Maintenant que nous avons fait ce constat amère, nous devons agir ensemble afin que de tels faits ne se reproduisent plus jamais.
Mbindiou canam borom mokoy fathe! Bien sûr, nous devons boycotter la campagne électorale de Macky Sall!
Nous sommes en mesure de lui démontrer la puissance et le rôle primordial de la photographie dans la marche du pays en étant solidaires et disciplinés.
Ils nous appartient de saisir cette occasion pour enfin organiser notre corporation. Nous devons mettre en place un syndicat et des règles juridiques qui régissent notre profession. Il est grand temps! » Son collègue Boubacar Touré Mandemory de répliquer « Nommer aux emplois civils et militaires relèvent de la compétence constitutionnelle du Président élu par les Sénégalais. Soit. Mais encore il reste bien entendu que lesdites nominations visent ceux-là mêmes qui élisent le Président et qui par leurs impôts et les différentes taxes dont ils s’acquittent payent directement le financement des institutions et de la première parmi elles.
Le Président de la République est également, c’est une disposition constitutionnelle, le « Protecteur des Arts, des Lettres et des Artistes »
Notre monde est désormais un territoire ouvert ou tous ont le droit de faire valoir leurs compétences. Par conséquence, je ne suis absolument pas militant d’un quelconque ostracisme ou nationalisme étroit.

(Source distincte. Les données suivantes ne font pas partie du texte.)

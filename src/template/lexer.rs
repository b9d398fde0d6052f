use super::error::{RenderError, Result};

#[derive(Debug, Clone, PartialEq)]
pub enum Token {
    Ident(String),
    Int(i64),
    Float(f64),
    Str(String),
    Bool(bool),
    Null,
    Dot,
    Comma,
    Pipe,
    LParen,
    RParen,
    LBracket,
    RBracket,
    Plus,
    Minus,
    Eq,
    Ne,
    Lt,
    Le,
    Gt,
    Ge,
    And,
    Or,
    Not,
    In,
}

pub fn tokenize(expr: &str) -> Result<Vec<Token>> {
    let chars: Vec<char> = expr.chars().collect();
    let mut tokens = Vec::new();
    let mut i = 0;

    let syntax = |reason: String| RenderError::Syntax {
        expr: expr.to_string(),
        reason,
    };

    while i < chars.len() {
        let c = chars[i];
        let next = chars.get(i + 1).copied();

        match c {
            c if c.is_whitespace() => i += 1,
            '.' => {
                tokens.push(Token::Dot);
                i += 1;
            }
            ',' => {
                tokens.push(Token::Comma);
                i += 1;
            }
            '(' => {
                tokens.push(Token::LParen);
                i += 1;
            }
            ')' => {
                tokens.push(Token::RParen);
                i += 1;
            }
            '[' => {
                tokens.push(Token::LBracket);
                i += 1;
            }
            ']' => {
                tokens.push(Token::RBracket);
                i += 1;
            }
            '+' => {
                tokens.push(Token::Plus);
                i += 1;
            }
            '-' => {
                tokens.push(Token::Minus);
                i += 1;
            }
            '|' if next == Some('|') => {
                tokens.push(Token::Or);
                i += 2;
            }
            '|' => {
                tokens.push(Token::Pipe);
                i += 1;
            }
            '&' if next == Some('&') => {
                tokens.push(Token::And);
                i += 2;
            }
            '=' if next == Some('=') => {
                tokens.push(Token::Eq);
                i += 2;
            }
            '!' if next == Some('=') => {
                tokens.push(Token::Ne);
                i += 2;
            }
            '!' => {
                tokens.push(Token::Not);
                i += 1;
            }
            '<' if next == Some('=') => {
                tokens.push(Token::Le);
                i += 2;
            }
            '<' => {
                tokens.push(Token::Lt);
                i += 1;
            }
            '>' if next == Some('=') => {
                tokens.push(Token::Ge);
                i += 2;
            }
            '>' => {
                tokens.push(Token::Gt);
                i += 1;
            }
            '\'' | '"' => {
                let (s, end) = read_string(&chars, i).ok_or_else(|| {
                    syntax("unterminated string literal".to_string())
                })?;
                tokens.push(Token::Str(s));
                i = end;
            }
            c if c.is_ascii_digit() => {
                let start = i;
                while i < chars.len() && chars[i].is_ascii_digit() {
                    i += 1;
                }
                let is_float = i + 1 < chars.len()
                    && chars[i] == '.'
                    && chars[i + 1].is_ascii_digit();
                if is_float {
                    i += 1;
                    while i < chars.len() && chars[i].is_ascii_digit() {
                        i += 1;
                    }
                }
                let text: String = chars[start..i].iter().collect();
                let token = if is_float {
                    text.parse().map(Token::Float).ok()
                } else {
                    text.parse().map(Token::Int).ok()
                };
                tokens.push(token.ok_or_else(|| syntax(format!("invalid number '{text}'")))?);
            }
            c if c.is_alphabetic() || c == '_' => {
                let start = i;
                while i < chars.len() && (chars[i].is_alphanumeric() || chars[i] == '_') {
                    i += 1;
                }
                let word: String = chars[start..i].iter().collect();
                tokens.push(keyword(&word).unwrap_or(Token::Ident(word)));
            }
            other => return Err(syntax(format!("unexpected character '{other}'"))),
        }
    }

    Ok(tokens)
}

fn keyword(word: &str) -> Option<Token> {
    let token = match word {
        "and" => Token::And,
        "or" => Token::Or,
        "not" => Token::Not,
        "in" => Token::In,
        "true" | "True" => Token::Bool(true),
        "false" | "False" => Token::Bool(false),
        "none" | "None" | "null" => Token::Null,
        _ => return None,
    };
    Some(token)
}

/// Read a quoted literal starting at `start`. Returns the text and the index
/// just past the closing quote.
fn read_string(chars: &[char], start: usize) -> Option<(String, usize)> {
    let quote = chars[start];
    let mut out = String::new();
    let mut i = start + 1;

    while i < chars.len() {
        match chars[i] {
            '\\' if i + 1 < chars.len() => {
                out.push(match chars[i + 1] {
                    'n' => '\n',
                    't' => '\t',
                    other => other,
                });
                i += 2;
            }
            c if c == quote => return Some((out, i + 1)),
            c => {
                out.push(c);
                i += 1;
            }
        }
    }

    None
}
use super::strategy::DeployStrategy;
use crate::engine::TaskEngine;
use crate::error::{ErrorKind, HenchmanError, Result};
use crate::fields;
use crate::inventory::Machine;
use crate::plan::Plan;
use crate::transport::Transport;
use crate::types::cleanup_command;
use std::sync::Arc;
use tracing::{error, info, warn};

/// Run `plan` over `machines` and collect every terminal error.
///
/// An empty machine list is a configuration error; the strategy is never
/// started in that case.
pub async fn execute_plan(
    plan: Arc<Plan>,
    machines: Vec<Machine>,
    strategy: &dyn DeployStrategy,
    engine: Arc<TaskEngine>,
) -> Result<Vec<HenchmanError>> {
    if machines.is_empty() {
        return Err(HenchmanError::new(
            ErrorKind::Config,
            format!("Plan '{}' selects no machines", plan.name),
            fields! { "plan" => plan.name, "hosts" => plan.hosts },
        ));
    }

    info!(
        plan = %plan.name,
        machines = machines.len(),
        tasks = plan.tasks.len(),
        "Executing plan"
    );

    let mut errors_rx = strategy.execute(machines, Arc::clone(&plan), engine);
    let mut errors = Vec::new();
    while let Some(err) = errors_rx.recv().await {
        error!(
            plan = %plan.name,
            kind = %err.kind(),
            fields = %err.fields_json(),
            "{}",
            err
        );
        errors.push(err);
    }

    info!(plan = %plan.name, errors = errors.len(), "Plan finished");
    Ok(errors)
}

/// Remove the remote working directory from every machine and locally.
/// Failures are returned, not fatal.
pub async fn cleanup(machines: &[Machine], local: &dyn Transport) -> Vec<HenchmanError> {
    let command = cleanup_command();
    let mut errors = Vec::new();

    let mut targets: Vec<(&str, &dyn Transport)> = Vec::with_capacity(machines.len() + 1);
    for machine in machines {
        targets.push((machine.hostname.as_str(), machine.transport.as_ref()));
    }
    targets.push(("localhost", local));

    for (host, transport) in targets {
        info!(host = %host, "Cleaning up remote directory");
        if let Err(err) = transport.exec(&command, &[], false).await {
            let err = HenchmanError::from(err).wrap(fields! { "host" => host }, "cleanup");
            warn!(host = %host, "{}", err);
            errors.push(err);
        }
    }

    errors
}
//! Process-wide JSON log sink.

use crate::error::HenchmanError;
use std::fs::OpenOptions;
use std::io;
use std::path::Path;
use std::sync::Mutex;
use tracing::{error, Level};

/// Install the JSON subscriber writing to `path`. Debug events are only
/// recorded when `debug` is set.
pub fn init(path: &Path, debug: bool) -> io::Result<()> {
    if let Some(parent) = path.parent().filter(|p| !p.as_os_str().is_empty()) {
        std::fs::create_dir_all(parent)?;
    }
    let file = OpenOptions::new().create(true).append(true).open(path)?;

    let level = if debug { Level::DEBUG } else { Level::INFO };

    tracing_subscriber::fmt()
        .json()
        .with_max_level(level)
        .with_ansi(false)
        .with_writer(Mutex::new(file))
        .try_init()
        .map_err(|e| io::Error::new(io::ErrorKind::AlreadyExists, e.to_string()))
}

/// Log `err` with its fields, print it to stderr and exit with status 1.
pub fn fatal(err: &HenchmanError) -> ! {
    error!(kind = %err.kind(), fields = %err.fields_json(), "{}", err);
    eprintln!("FATAL: {err}");
    std::process::exit(1)
}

Au nom de tout ce qui précède, je suis en droit de demander quelle incompétence on reproche aux photographes sénégalais pour les déresponsabiliser du service photo de la Présidence de la République au profit d’un expatrié qui n’est pas, loin s’en faut, mieux indiqué que nos photographes pour proposer au monde les images du Chef de notre Etat. C’est quasi une affaire de souveraineté nationale. A la limite, j’aurai compris -et accepté – que l’expatrié en question fut choisi à la suite d’un appel à candidature. Si à cette occasion, il se serait révélé plus doué que les talents nationaux, qui, ailleurs, font la fierté du Sénégal, je me serais incliné sans aucun problème. Mais, il n’en est rien. Sa cooptation est une nébuleuse dont je ne peux parler puisque j’en ignore les tenants et aboutissants. Ce qui m’interpelle, c’est le traitement très peu élégant réservé aux jeunes qui y officiaient et le mépris affiché envers l’ensemble de la profession qu’on semble considérer comme moins que rien, en tout cas indigne de s’occuper de l’image de notre première Institution. C’est grave.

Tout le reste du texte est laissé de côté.